Activity:
Establish the number of lines below that contain the string "Mutex". State that number alone.

Provided entries:
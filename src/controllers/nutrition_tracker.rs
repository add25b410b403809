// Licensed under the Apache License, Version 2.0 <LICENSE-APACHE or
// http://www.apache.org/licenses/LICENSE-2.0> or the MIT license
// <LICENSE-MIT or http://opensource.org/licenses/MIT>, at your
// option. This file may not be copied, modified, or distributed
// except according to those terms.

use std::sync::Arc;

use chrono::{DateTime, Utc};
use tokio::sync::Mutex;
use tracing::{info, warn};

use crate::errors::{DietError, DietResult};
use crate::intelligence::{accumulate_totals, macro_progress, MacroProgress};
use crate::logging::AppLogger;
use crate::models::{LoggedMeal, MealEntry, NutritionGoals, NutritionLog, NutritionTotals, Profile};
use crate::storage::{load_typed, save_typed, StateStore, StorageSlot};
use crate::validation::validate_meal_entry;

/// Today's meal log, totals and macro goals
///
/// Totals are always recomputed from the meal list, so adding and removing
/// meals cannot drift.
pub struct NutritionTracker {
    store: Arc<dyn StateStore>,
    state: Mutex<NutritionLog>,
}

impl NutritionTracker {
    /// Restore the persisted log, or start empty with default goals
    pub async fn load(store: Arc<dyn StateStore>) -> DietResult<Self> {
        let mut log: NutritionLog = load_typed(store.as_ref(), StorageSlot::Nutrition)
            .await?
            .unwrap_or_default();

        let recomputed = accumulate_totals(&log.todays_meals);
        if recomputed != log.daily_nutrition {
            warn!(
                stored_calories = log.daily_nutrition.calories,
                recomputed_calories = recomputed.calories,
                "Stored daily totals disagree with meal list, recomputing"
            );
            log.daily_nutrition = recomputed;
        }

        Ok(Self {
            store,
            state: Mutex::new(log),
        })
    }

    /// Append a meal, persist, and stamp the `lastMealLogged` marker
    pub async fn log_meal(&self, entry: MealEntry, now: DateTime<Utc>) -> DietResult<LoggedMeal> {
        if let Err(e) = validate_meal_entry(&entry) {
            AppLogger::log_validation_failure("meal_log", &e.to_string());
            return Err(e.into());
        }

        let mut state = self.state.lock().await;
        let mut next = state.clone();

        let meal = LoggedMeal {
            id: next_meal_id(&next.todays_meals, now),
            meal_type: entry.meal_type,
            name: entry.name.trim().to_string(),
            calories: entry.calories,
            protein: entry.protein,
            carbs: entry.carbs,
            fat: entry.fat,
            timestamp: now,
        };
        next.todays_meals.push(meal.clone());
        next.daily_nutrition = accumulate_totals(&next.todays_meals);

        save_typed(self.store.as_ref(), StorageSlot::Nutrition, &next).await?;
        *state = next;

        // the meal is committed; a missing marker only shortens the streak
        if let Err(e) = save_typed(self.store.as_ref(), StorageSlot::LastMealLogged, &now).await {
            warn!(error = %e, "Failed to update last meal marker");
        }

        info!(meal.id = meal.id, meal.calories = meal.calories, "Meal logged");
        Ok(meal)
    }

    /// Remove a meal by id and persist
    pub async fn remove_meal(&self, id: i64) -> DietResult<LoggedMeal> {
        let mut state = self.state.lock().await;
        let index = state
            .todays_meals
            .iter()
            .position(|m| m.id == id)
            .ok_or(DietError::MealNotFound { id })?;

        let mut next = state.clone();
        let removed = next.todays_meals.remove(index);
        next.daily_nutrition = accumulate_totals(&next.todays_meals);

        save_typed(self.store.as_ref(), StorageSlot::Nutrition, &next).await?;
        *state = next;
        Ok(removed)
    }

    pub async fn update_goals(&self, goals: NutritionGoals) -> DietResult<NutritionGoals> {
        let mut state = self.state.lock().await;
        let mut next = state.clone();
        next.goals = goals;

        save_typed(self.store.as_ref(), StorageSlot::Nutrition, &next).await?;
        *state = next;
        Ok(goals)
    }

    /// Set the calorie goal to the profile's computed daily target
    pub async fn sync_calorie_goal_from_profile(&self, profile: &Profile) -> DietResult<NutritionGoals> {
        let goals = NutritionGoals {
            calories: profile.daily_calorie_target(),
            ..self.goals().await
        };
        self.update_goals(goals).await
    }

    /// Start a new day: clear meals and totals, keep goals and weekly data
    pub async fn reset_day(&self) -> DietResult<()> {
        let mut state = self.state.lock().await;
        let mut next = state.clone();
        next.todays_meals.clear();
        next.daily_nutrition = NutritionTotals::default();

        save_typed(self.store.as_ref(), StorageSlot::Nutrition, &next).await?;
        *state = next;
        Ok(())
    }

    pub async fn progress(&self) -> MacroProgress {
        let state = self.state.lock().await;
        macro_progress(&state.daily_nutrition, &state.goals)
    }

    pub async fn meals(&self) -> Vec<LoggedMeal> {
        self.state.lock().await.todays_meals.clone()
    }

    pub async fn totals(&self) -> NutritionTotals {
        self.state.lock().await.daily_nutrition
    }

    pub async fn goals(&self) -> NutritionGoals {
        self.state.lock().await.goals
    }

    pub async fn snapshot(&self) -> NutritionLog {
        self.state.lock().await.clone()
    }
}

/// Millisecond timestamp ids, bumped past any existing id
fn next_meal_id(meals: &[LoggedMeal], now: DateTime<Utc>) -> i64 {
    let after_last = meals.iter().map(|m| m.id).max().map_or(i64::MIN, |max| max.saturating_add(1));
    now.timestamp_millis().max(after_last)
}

Result of the exercise:
3